*** Opening of EXTRACTED RECORDS ***

use super::rng::RandomSource;

/// Draws `k` distinct numbers from the pool 1..=`pool_size`.
///
/// # Behavior
/// - Each round sums the remaining weights, draws one uniform value,
///   scales it by the total and scans the pool subtracting weights until
///   the scaled point is crossed
/// - The selected number and its weight leave the pool; emission order is
///   the selection order, nothing is sorted here
/// - A non-positive weight total, or a scan that runs off the end through
///   float rounding, selects the last remaining entry; the uniform draw is
///   consumed either way so the stream position stays aligned
///
/// # Panics
/// `k` must not exceed `pool_size` and `weights` must carry one entry per
/// pool member. Violating either is a caller bug.
pub(crate) fn weighted_sample(
	pool_size: usize,
	k: usize,
	weights: &[f64],
	rand: &mut dyn RandomSource,
) -> Vec<u8> {
	assert!(k <= pool_size, "cannot draw {k} from a pool of {pool_size}");
	assert_eq!(weights.len(), pool_size, "one weight per pool member");

	let mut pool: Vec<u8> = (1..=pool_size).map(|n| n as u8).collect();
	let mut weights = weights.to_vec();
	let mut picks = Vec::with_capacity(k);

	for _ in 0..k {
		let total: f64 = weights.iter().sum();
		let draw = rand.next_f64();
		let mut selected = pool.len() - 1;
		if total > 0.0 {
			let mut point = draw * total;
			for (index, weight) in weights.iter().enumerate() {
				point -= weight;
				if point <= 0.0 {
					selected = index;
					break;
				}
			}
		}
		picks.push(pool.remove(selected));
		weights.remove(selected);
	}

	picks
}

/// Fisher-Yates shuffle over a copy of `values`.
///
/// Walks from the last index down to 1, swapping each position with a
/// uniformly drawn position at or below it. Membership never changes,
/// only order does. Consumes `len - 1` draws.
pub(crate) fn shuffle(values: &[u8], rand: &mut dyn RandomSource) -> Vec<u8> {
	let mut shuffled = values.to_vec();
	for i in (1..shuffled.len()).rev() {
		let j = (rand.next_f64() * (i as f64 + 1.0)) as usize;
		shuffled.swap(i, j);
	}
	shuffled
}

*** Close of EXTRACTED RECORDS ***

[PROBLEM DESCRIPTION]
Reproduce the entire listing. Keep every word as it is.

[EXERCISE ANSWER]
use super::rng::RandomSource;

/// Draws `k` distinct numbers from the pool 1..=`pool_size`.
///
/// # Behavior
/// - Each round sums the remaining weights, draws one uniform value,
///   scales it by the total and scans the pool subtracting weights until
///   the scaled point is crossed
/// - The selected number and its weight leave the pool; emission order is
///   the selection order, nothing is sorted here
/// - A non-positive weight total, or a scan that runs off the end through
///   float rounding, selects the last remaining entry; the uniform draw is
///   consumed either way so the stream position stays aligned
///
/// # Panics
/// `k` must not exceed `pool_size` and `weights` must carry one entry per
/// pool member. Violating either is a caller bug.
pub(crate) fn weighted_sample(
	pool_size: usize,
	k: usize,
	weights: &[f64],
	rand: &mut dyn RandomSource,
) -> Vec<u8> {
	assert!(k <= pool_size, "cannot draw {k} from a pool of {pool_size}");
	assert_eq!(weights.len(), pool_size, "one weight per pool member");

	let mut pool: Vec<u8> = (1..=pool_size).map(|n| n as u8).collect();
	let mut weights = weights.to_vec();
	let mut picks = Vec::with_capacity(k);

	for _ in 0..k {
		let total: f64 = weights.iter().sum();
		let draw = rand.next_f64();
		let mut selected = pool.len() - 1;
		if total > 0.0 {
			let mut point = draw * total;
			for (index, weight) in weights.iter().enumerate() {
				point -= weight;
				if point <= 0.0 {
					selected = index;
					break;
				}
			}
		}
		picks.push(pool.remove(selected));
		weights.remove(selected);
	}

	picks
}

/// Fisher-Yates shuffle over a copy of `values`.
///
/// Walks from the last index down to 1, swapping each position with a
/// uniformly drawn position at or below it. Membership never changes,
/// only order does. Consumes `len - 1` draws.
pub(crate) fn shuffle(values: &[u8], rand: &mut dyn RandomSource) -> Vec<u8> {
	let mut shuffled = values.to_vec();
	for i in (1..shuffled.len()).rev() {
		let j = (rand.next_f64() * (i as f64 + 1.0)) as usize;
		shuffled.swap(i, j);
	}
	shuffled
}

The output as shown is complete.